The new edition is a hefty 589 pages, a significant increase from the 311 pages in the 2nd edition. The book focuses on categorical outcome variables[1]or outcomes with two or more possible values. These kind of outcomes require non-linear models to properly analyze, such as Probit, Logit, negative binomial or Multinominal Probit/Logit, rather than the basic OLS which is used for linear models. When dealing with non-linear models, "the simple interpretations that are possible in linear models are [not] appropriate... Because of this nonlinearity, no method of interpretation can fully describe the relationships among the independent variables and the outcomes. Rather, a series of postestimation explorations are needed to uncover the most important aspects of these relationships. If you limit your interpretations to the standard output of estimated slope coefficients, your interpretation will usually be incomplete and sometimes even misleading" [p7]. 

The book's index is shown in Fig. 1 and described further here.
Fig 1. Index
Part I begins with a concise introduction to Stata and a review of the fundamentals of model estimation, making the book relatively accessible for researchers unfamiliar with Stata. Part II describes how to estimate and interpret binary, ordinal, nominal, and count outcomes[2]. Throughout the text the authors use clear language and many practical examples to emphasize the intuition behind the various analytic techniques without a lot of dense mathematics.

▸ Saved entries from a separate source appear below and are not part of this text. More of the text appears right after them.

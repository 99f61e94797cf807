//! Group-membership capability.

use async_trait::async_trait;
use keycloak_client::models::UserProfile;

use crate::errors::PluginError;
use crate::models::AuthConfig;

/// Answers whether a user belongs to at least one of a set of groups.
///
/// Evaluation order over `groups` is unspecified and must not affect the
/// result; an empty group set is never a match.
#[async_trait]
pub trait MembershipChecker: Send + Sync {
    async fn is_member_of_at_least_one_group(
        &self,
        user: &UserProfile,
        auth_config: &AuthConfig,
        groups: &[String],
    ) -> Result<bool, PluginError>;
}

/// Membership backed by the `groups` claim the provider returns from
/// userinfo. The default scope list requests that claim.
#[derive(Debug, Clone, Copy, Default)]
pub struct GroupClaimChecker;

#[async_trait]
impl MembershipChecker for GroupClaimChecker {
    async fn is_member_of_at_least_one_group(
        &self,
        user: &UserProfile,
        _auth_config: &AuthConfig,
        groups: &[String],
    ) -> Result<bool, PluginError> {
        Ok(groups
            .iter()
            .any(|group| user.groups.iter().any(|claim| claim == group)))
    }
}

#[cfg(test)]
mod tests {
    use super::*;
    use serde_json::json;

    fn auth_config() -> AuthConfig {
        serde_json::from_value(json!({
            "id": "keycloak",
            "configuration": {
                "KeycloakEndpoint": "https://example.com",
                "ClientId": "client-id",
                "ClientSecret": "client-secret"
            }
        }))
        .expect("auth config should deserialize")
    }

    fn user_in_groups(groups: &[&str]) -> UserProfile {
        UserProfile {
            sub: "1234567890".to_string(),
            groups: groups.iter().map(|g| g.to_string()).collect(),
            ..UserProfile::default()
        }
    }

    #[tokio::test]
    async fn matches_any_required_group() {
        let checker = GroupClaimChecker;
        let user = user_in_groups(&["group-2", "group-3"]);

        let member = checker
            .is_member_of_at_least_one_group(
                &user,
                &auth_config(),
                &["group-1".to_string(), "group-3".to_string()],
            )
            .await
            .expect("check should succeed");

        assert!(member);
    }

    #[tokio::test]
    async fn rejects_user_outside_all_required_groups() {
        let checker = GroupClaimChecker;
        let user = user_in_groups(&["group-9"]);

        let member = checker
            .is_member_of_at_least_one_group(&user, &auth_config(), &["group-1".to_string()])
            .await
            .expect("check should succeed");

        assert!(!member);
    }

    #[tokio::test]
    async fn empty_required_group_set_is_never_a_match() {
        let checker = GroupClaimChecker;
        let user = user_in_groups(&["group-1", "group-2"]);

        let member = checker
            .is_member_of_at_least_one_group(&user, &auth_config(), &[])
            .await
            .expect("check should succeed");

        assert!(!member);
    }
}
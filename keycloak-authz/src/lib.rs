//! # keycloak-authz
//!
//! Role-authorization decision core for a continuous-delivery server that
//! delegates login to Keycloak. Request executors deserialize the host's
//! JSON messages, drive the OAuth2 flow through `keycloak-client`, and
//! answer with the wire bodies the host expects.
//!
//! ## Components
//!
//! - `api`: one executor per host operation (authorization URL, token
//!   exchange, authentication, configuration checks)
//! - `authorizer`: evaluates role configurations against a user profile
//! - `membership`: pluggable group-membership backends
//! - `models`: request and response payloads shared across operations
//! - `errors`: error taxonomy for executor failures

pub mod api;
pub mod authorizer;
pub mod errors;
pub mod membership;
pub mod models;
use keycloak_client::error::ClientError;
use thiserror::Error;

/// Failures surfaced to the host dispatch layer.
#[derive(Debug, Error)]
pub enum PluginError {
    /// The request carried no auth config for an operation that needs one.
    /// The message is user-facing and labeled with the operation name.
    #[error("[{operation}] No authorization configuration found.")]
    NoAuthorizationConfiguration { operation: &'static str },

    #[error("Invalid request payload: {0}")]
    Json(#[from] serde_json::Error),

    #[error(transparent)]
    Client(#[from] ClientError),
}

impl PluginError {
    pub fn no_configuration(operation: &'static str) -> PluginError {
        PluginError::NoAuthorizationConfiguration { operation }
    }
}

#[cfg(test)]
mod tests {
    use super::*;

    #[test]
    fn no_configuration_message_is_labeled_per_operation() {
        assert_eq!(
            PluginError::no_configuration("Authenticate").to_string(),
            "[Authenticate] No authorization configuration found."
        );
        assert_eq!(
            PluginError::no_configuration("Get Access Token").to_string(),
            "[Get Access Token] No authorization configuration found."
        );
        assert_eq!(
            PluginError::no_configuration("Authorization Server Url").to_string(),
            "[Authorization Server Url] No authorization configuration found."
        );
    }

    #[test]
    fn client_errors_keep_their_message() {
        let error = PluginError::from(ClientError::Provider {
            endpoint: "/auth/realms/master/protocol/openid-connect/token".to_string(),
            message: "server error".to_string(),
        });

        assert_eq!(
            error.to_string(),
            "Api call to `/auth/realms/master/protocol/openid-connect/token` \
             failed with error: `server error`"
        );
    }
}
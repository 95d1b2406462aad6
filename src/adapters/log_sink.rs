//! Log-based event sink adapter.
//!
//! Implements [`EventSink`] by writing monitor events to the logger (which
//! goes to UART / USB-CDC in production).  Each [`ReportData`] becomes the
//! one-line status report followed by a separator line; the line itself is
//! assembled in a fixed-capacity buffer so reporting never allocates.

use core::fmt::Write as _;

use log::{info, warn};

use crate::app::events::{MonitorEvent, ReportData};
use crate::app::ports::EventSink;

/// Adapter that logs every [`MonitorEvent`] to the serial console.
pub struct LogEventSink;

impl LogEventSink {
    pub fn new() -> Self {
        Self
    }
}

/// Render the per-cycle status line: pH with its qualitative label, then
/// temperature, then salinity with the ppt suffix.
pub fn format_report(report: &ReportData) -> heapless::String<96> {
    let mut line = heapless::String::new();
    // 96 bytes holds the worst-case field widths; write! cannot fail short of that.
    let _ = write!(
        line,
        "pH: {:.2} ({}) | Temperature: {:.2}C | Salinity: {:.2} ppt",
        report.ph,
        report.ph_class.label(),
        report.temperature_c,
        report.salinity_ppt,
    );
    line
}

impl EventSink for LogEventSink {
    fn emit(&mut self, event: &MonitorEvent) {
        match event {
            MonitorEvent::Report(report) => {
                info!("{}", format_report(report));
                info!("---");
            }
            MonitorEvent::AlarmRaised { out_of_range } => {
                warn!("ALARM | raised, {out_of_range} metrics out of range");
            }
            MonitorEvent::AlarmCleared => {
                info!("ALARM | cleared");
            }
            MonitorEvent::Started => {
                info!("START | monitor running");
            }
        }
    }
}
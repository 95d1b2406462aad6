//! System configuration parameters
//!
//! All tunable parameters for the ReefMon monitor. Bands and thresholds are
//! fixed at build time via [`Default`]; the struct stays serialisable so a
//! provisioning channel can be added without touching the domain core.

use serde::{Deserialize, Serialize};

use crate::water::{IdealBand, Metric, PhLabelBounds};

/// Core monitor configuration
#[derive(Debug, Clone, Serialize, Deserialize)]
pub struct MonitorConfig {
    // --- Ideal bands (closed intervals, both bounds inclusive) ---
    /// Lowest healthy pH.
    pub ph_ideal_low: f32,
    /// Highest healthy pH.
    pub ph_ideal_high: f32,
    /// Lowest healthy water temperature (Celsius).
    pub temperature_ideal_low_c: f32,
    /// Highest healthy water temperature (Celsius).
    pub temperature_ideal_high_c: f32,
    /// Lowest healthy salinity (ppt).
    pub salinity_ideal_low_ppt: f32,
    /// Highest healthy salinity (ppt).
    pub salinity_ideal_high_ppt: f32,

    // --- pH report labels ---
    // Reporting-only thresholds. They happen to equal the pH ideal band
    // today, but the label rule and the band rule are independent knobs.
    /// Report "Acidic" below this pH.
    pub ph_acidic_below: f32,
    /// Report "Alkaline" above this pH.
    pub ph_alkaline_above: f32,

    // --- Alarm ---
    /// Out-of-band metric count at which the aggregate alarm turns on.
    pub alarm_out_of_range_threshold: u8,

    // --- Timing ---
    /// Delay between sample cycles (milliseconds).
    pub sample_period_ms: u32,
}

impl Default for MonitorConfig {
    fn default() -> Self {
        Self {
            // Bands
            ph_ideal_low: 6.0,
            ph_ideal_high: 8.0,
            temperature_ideal_low_c: 21.0,
            temperature_ideal_high_c: 28.0,
            salinity_ideal_low_ppt: 31.0,
            salinity_ideal_high_ppt: 37.0,

            // pH labels
            ph_acidic_below: 6.0,
            ph_alkaline_above: 8.0,

            // Alarm
            alarm_out_of_range_threshold: 2,

            // Timing
            sample_period_ms: 2500,
        }
    }
}

impl MonitorConfig {
    /// The ideal band for a given metric.
    pub fn ideal_band(&self, metric: Metric) -> IdealBand {
        match metric {
            Metric::Ph => IdealBand::new(self.ph_ideal_low, self.ph_ideal_high),
            Metric::Temperature => {
                IdealBand::new(self.temperature_ideal_low_c, self.temperature_ideal_high_c)
            }
            Metric::Salinity => {
                IdealBand::new(self.salinity_ideal_low_ppt, self.salinity_ideal_high_ppt)
            }
        }
    }

    /// The qualitative pH label boundaries (reporting only).
    pub fn ph_labels(&self) -> PhLabelBounds {
        PhLabelBounds {
            acidic_below: self.ph_acidic_below,
            alkaline_above: self.ph_alkaline_above,
        }
    }
}
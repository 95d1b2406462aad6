//! Water-quality domain core.
//!
//! Pure classification logic — no I/O, no hardware. Each cycle the
//! [`MonitorService`](crate::app::service::MonitorService) feeds the latest
//! [`WaterSnapshot`] through [`assess`] and gets back an [`Assessment`]:
//! one in-range flag per metric plus the aggregate alarm decision.
//!
//! Two distinct rules live here and must stay distinct:
//!
//! - the **ideal band** check (drives the green/yellow indicators), and
//! - the **pH label** rule (drives the "Acidic"/"Neutral"/"Alkaline" text
//!   in the report).
//!
//! Their pH constants are equal today; neither is derived from the other.

use crate::config::MonitorConfig;

// ---------------------------------------------------------------------------
// Metrics
// ---------------------------------------------------------------------------

/// The three monitored water-quality metrics.
#[derive(Debug, Clone, Copy, PartialEq, Eq, Hash)]
pub enum Metric {
    Ph,
    Temperature,
    Salinity,
}

impl Metric {
    /// All metrics, in report order.
    pub const ALL: [Metric; 3] = [Metric::Ph, Metric::Temperature, Metric::Salinity];

    /// Human-readable name used in log output.
    pub const fn name(self) -> &'static str {
        match self {
            Self::Ph => "pH",
            Self::Temperature => "temperature",
            Self::Salinity => "salinity",
        }
    }
}

// ---------------------------------------------------------------------------
// Ideal band
// ---------------------------------------------------------------------------

/// A closed interval of healthy values for one metric.
#[derive(Debug, Clone, Copy, PartialEq)]
pub struct IdealBand {
    pub low: f32,
    pub high: f32,
}

impl IdealBand {
    pub const fn new(low: f32, high: f32) -> Self {
        Self { low, high }
    }

    /// Membership test. Both bounds are inclusive: a reading sitting exactly
    /// on a band edge counts as healthy.
    pub fn contains(&self, value: f32) -> bool {
        value >= self.low && value <= self.high
    }
}

// ---------------------------------------------------------------------------
// pH qualitative label
// ---------------------------------------------------------------------------

/// Report-label thresholds for pH. Independent of the ideal band.
#[derive(Debug, Clone, Copy)]
pub struct PhLabelBounds {
    /// "Acidic" strictly below this value.
    pub acidic_below: f32,
    /// "Alkaline" strictly above this value.
    pub alkaline_above: f32,
}

/// Qualitative pH classification, used in the serial report only — the
/// indicator logic never looks at it.
#[derive(Debug, Clone, Copy, PartialEq, Eq)]
pub enum PhClass {
    Acidic,
    Neutral,
    Alkaline,
}

impl PhClass {
    /// Classify a pH value against the label bounds.
    pub fn classify(ph: f32, bounds: &PhLabelBounds) -> Self {
        if ph < bounds.acidic_below {
            Self::Acidic
        } else if ph > bounds.alkaline_above {
            Self::Alkaline
        } else {
            Self::Neutral
        }
    }

    /// Label text as it appears in the report line.
    pub const fn label(self) -> &'static str {
        match self {
            Self::Acidic => "Acidic",
            Self::Neutral => "Neutral",
            Self::Alkaline => "Alkaline",
        }
    }
}

// ---------------------------------------------------------------------------
// Snapshot
// ---------------------------------------------------------------------------

/// A point-in-time snapshot of all three sensors: raw ADC counts plus the
/// derived engineering values. Built fresh every cycle, never persisted.
#[derive(Debug, Clone, Copy, Default)]
pub struct WaterSnapshot {
    /// Raw pH ADC count (0 – 1023 nominal).
    pub ph_raw: u16,
    /// pH value (0 – 14 nominal).
    pub ph: f32,

    /// Raw temperature ADC count.
    pub temperature_raw: u16,
    /// Water temperature (°C).
    pub temperature_c: f32,

    /// Raw salinity ADC count.
    pub salinity_raw: u16,
    /// Salinity (ppt, 0 – 100 nominal).
    pub salinity_ppt: f32,
}

// ---------------------------------------------------------------------------
// Assessment
// ---------------------------------------------------------------------------

/// The outcome of classifying one snapshot: per-metric in-range flags and
/// the aggregate alarm decision derived from them.
#[derive(Debug, Clone, Copy, PartialEq, Eq)]
pub struct Assessment {
    pub ph_in_range: bool,
    pub temperature_in_range: bool,
    pub salinity_in_range: bool,
    /// Alarm LED state: out-of-band count reached the configured threshold.
    pub alarm_active: bool,
}

impl Assessment {
    /// In-range flag for a given metric.
    pub fn in_range(&self, metric: Metric) -> bool {
        match metric {
            Metric::Ph => self.ph_in_range,
            Metric::Temperature => self.temperature_in_range,
            Metric::Salinity => self.salinity_in_range,
        }
    }

    /// Number of metrics currently outside their ideal band (0 – 3).
    pub fn out_of_range_count(&self) -> u8 {
        Metric::ALL.iter().filter(|m| !self.in_range(**m)).count() as u8
    }
}

/// Classify a snapshot against the configured ideal bands.
///
/// Total and side-effect free: any float input (including values far outside
/// the nominal sensor range) yields a well-defined flag.
pub fn assess(snapshot: &WaterSnapshot, config: &MonitorConfig) -> Assessment {
    let ph_in_range = config.ideal_band(Metric::Ph).contains(snapshot.ph);
    let temperature_in_range = config
        .ideal_band(Metric::Temperature)
        .contains(snapshot.temperature_c);
    let salinity_in_range = config
        .ideal_band(Metric::Salinity)
        .contains(snapshot.salinity_ppt);

    let out_of_range = [ph_in_range, temperature_in_range, salinity_in_range]
        .iter()
        .filter(|ok| !**ok)
        .count() as u8;

    Assessment {
        ph_in_range,
        temperature_in_range,
        salinity_in_range,
        alarm_active: out_of_range >= config.alarm_out_of_range_threshold,
    }
}
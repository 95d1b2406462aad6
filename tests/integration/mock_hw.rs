//! Mock hardware adapter for integration tests.
//!
//! Records every indicator call so tests can assert on the full command
//! history without touching real GPIO registers, and serves a canned
//! [`WaterSnapshot`] built from raw ADC counts through the real
//! conversion functions.

use reefmon::app::events::MonitorEvent;
use reefmon::app::ports::{EventSink, IndicatorPort, SensorPort};
use reefmon::sensors::{ph, salinity, temperature};
use reefmon::water::{Metric, WaterSnapshot};

// ── Indicator call record ─────────────────────────────────────

#[derive(Debug, Clone, Copy, PartialEq, Eq)]
pub enum IndicatorCall {
    SetStatus { metric: Metric, in_range: bool },
    SetAlarm { active: bool },
    AllOff,
}

// ── MockHardware ──────────────────────────────────────────────

pub struct MockHardware {
    pub snapshot: WaterSnapshot,
    pub calls: Vec<IndicatorCall>,
}

#[allow(dead_code)]
impl MockHardware {
    pub fn new() -> Self {
        Self {
            snapshot: WaterSnapshot::default(),
            calls: Vec::new(),
        }
    }

    /// Build the snapshot the way the firmware would: raw 10-bit counts
    /// pushed through the per-sensor conversion functions.
    pub fn from_raw(ph_raw: u16, temp_raw: u16, salinity_raw: u16) -> Self {
        Self {
            snapshot: WaterSnapshot {
                ph_raw,
                ph: ph::raw_to_ph(ph_raw),
                temperature_raw: temp_raw,
                temperature_c: temperature::raw_to_celsius(temp_raw),
                salinity_raw,
                salinity_ppt: salinity::raw_to_ppt(salinity_raw),
            },
            calls: Vec::new(),
        }
    }

    /// Last commanded state for a metric's green/yellow pair.
    pub fn pair_green(&self, metric: Metric) -> Option<bool> {
        self.calls.iter().rev().find_map(|c| match c {
            IndicatorCall::SetStatus { metric: m, in_range } if *m == metric => Some(*in_range),
            IndicatorCall::AllOff => Some(false),
            _ => None,
        })
    }

    /// Last commanded alarm state.
    pub fn alarm_on(&self) -> bool {
        self.calls
            .iter()
            .rev()
            .find_map(|c| match c {
                IndicatorCall::SetAlarm { active } => Some(*active),
                IndicatorCall::AllOff => Some(false),
                _ => None,
            })
            .unwrap_or(false)
    }
}

impl Default for MockHardware {
    fn default() -> Self {
        Self::new()
    }
}

impl SensorPort for MockHardware {
    fn read_all(&mut self) -> WaterSnapshot {
        self.snapshot
    }
}

impl IndicatorPort for MockHardware {
    fn set_status(&mut self, metric: Metric, in_range: bool) {
        self.calls.push(IndicatorCall::SetStatus { metric, in_range });
    }

    fn set_alarm(&mut self, active: bool) {
        self.calls.push(IndicatorCall::SetAlarm { active });
    }

    fn all_off(&mut self) {
        self.calls.push(IndicatorCall::AllOff);
    }
}

// ── Recording event sink ──────────────────────────────────────

pub struct LogSink {
    pub events: Vec<MonitorEvent>,
}

#[allow(dead_code)]
impl LogSink {
    pub fn new() -> Self {
        Self { events: Vec::new() }
    }

    pub fn reports(&self) -> Vec<&reefmon::app::events::ReportData> {
        self.events
            .iter()
            .filter_map(|e| match e {
                MonitorEvent::Report(r) => Some(r),
                _ => None,
            })
            .collect()
    }
}

impl Default for LogSink {
    fn default() -> Self {
        Self::new()
    }
}

impl EventSink for LogSink {
    fn emit(&mut self, event: &MonitorEvent) {
        self.events.push(event.clone());
    }
}
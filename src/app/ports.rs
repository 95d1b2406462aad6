//! Port traits — the hexagonal boundary between domain logic and the outside world.
//!
//! ```text
//!   Adapter ──▶ Port trait ──▶ MonitorService (domain)
//! ```
//!
//! Driven adapters (sensors, indicators, event sinks) implement these traits.
//! The [`MonitorService`](super::service::MonitorService) consumes them via
//! generics, so the domain core never touches hardware directly.

use crate::water::{Metric, WaterSnapshot};

// ───────────────────────────────────────────────────────────────
// Sensor port (driven adapter: hardware → domain)
// ───────────────────────────────────────────────────────────────

/// Read-side port: the domain calls this to obtain sensor data.
pub trait SensorPort {
    /// Read every sensor and return a unified snapshot.
    fn read_all(&mut self) -> WaterSnapshot;
}

// ───────────────────────────────────────────────────────────────
// Indicator port (driven adapter: domain → hardware)
// ───────────────────────────────────────────────────────────────

/// Write-side port: the domain calls this to drive the indicator LEDs.
pub trait IndicatorPort {
    /// Drive a metric's green/yellow pair: green iff `in_range`.
    fn set_status(&mut self, metric: Metric, in_range: bool);

    /// Drive the aggregate alarm LED.
    fn set_alarm(&mut self, active: bool);

    /// Drop every pair to its attention state and clear the alarm
    /// (shutdown / test teardown). Pairs have no dark state.
    fn all_off(&mut self);
}

// ───────────────────────────────────────────────────────────────
// Event sink port (driven adapter: domain → logging / telemetry)
// ───────────────────────────────────────────────────────────────

/// The domain emits structured [`MonitorEvent`](super::events::MonitorEvent)s
/// through this port.  Adapters decide where they go (serial log today; an
/// MQTT or BLE characteristic would implement the same trait).
pub trait EventSink {
    fn emit(&mut self, event: &super::events::MonitorEvent);
}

Although the book is a good introduction to Stata, the real added value comes from the enormous level of detail the authors devote to describing how to interpret (and graph) regression results using the margins command[3] and a suite of supplemental post-estimation commands created by the authors called mgen, mchange and mtable (these latter three commands are collectively called SPost13 and replace the popular earlier suite SPost 9; see here for an explanation of why the authors recommend using SPost13 rather than margins). Chapter 4 is devoted entirely to describing these post-estimation commands and chapters 5-9 contain many example applications of them for different kinds of models. The authors also provide free example data-sets and code to practise these commands on, which can be downloaded by following the instructions in the book [p13].

The authors highlight that margins excels at four things in particular [p137], all of which are described in further detail here. These are:
(1) Predictions for each observation
Margins can predict the probability of an outcome for each person in the data, taking into account all the covariates included in the regression. The predict command can do this, but margins also provides standard errors and confidence intervals.
(2) Predictions at specified values
Margins can compute the probability of an outcome at specific values of covariates while holding the others constant or at their means (or at any other value).
(3) Marginal effects
Margins can compute how changes in a covariate are associated with changes in an outcome variable, holding other covariates constant.
(4) Graphs of predictions
Marginsplot can easily graph outcome variables based on margins. Commands such as marginsplot and Ben Jann's coefplot are particularly good at turning potentially obtuse interaction coefficients into intuitive graphs such as (i) age*age (ii) gender*race (see p43) (iii) age*race (see p24-25).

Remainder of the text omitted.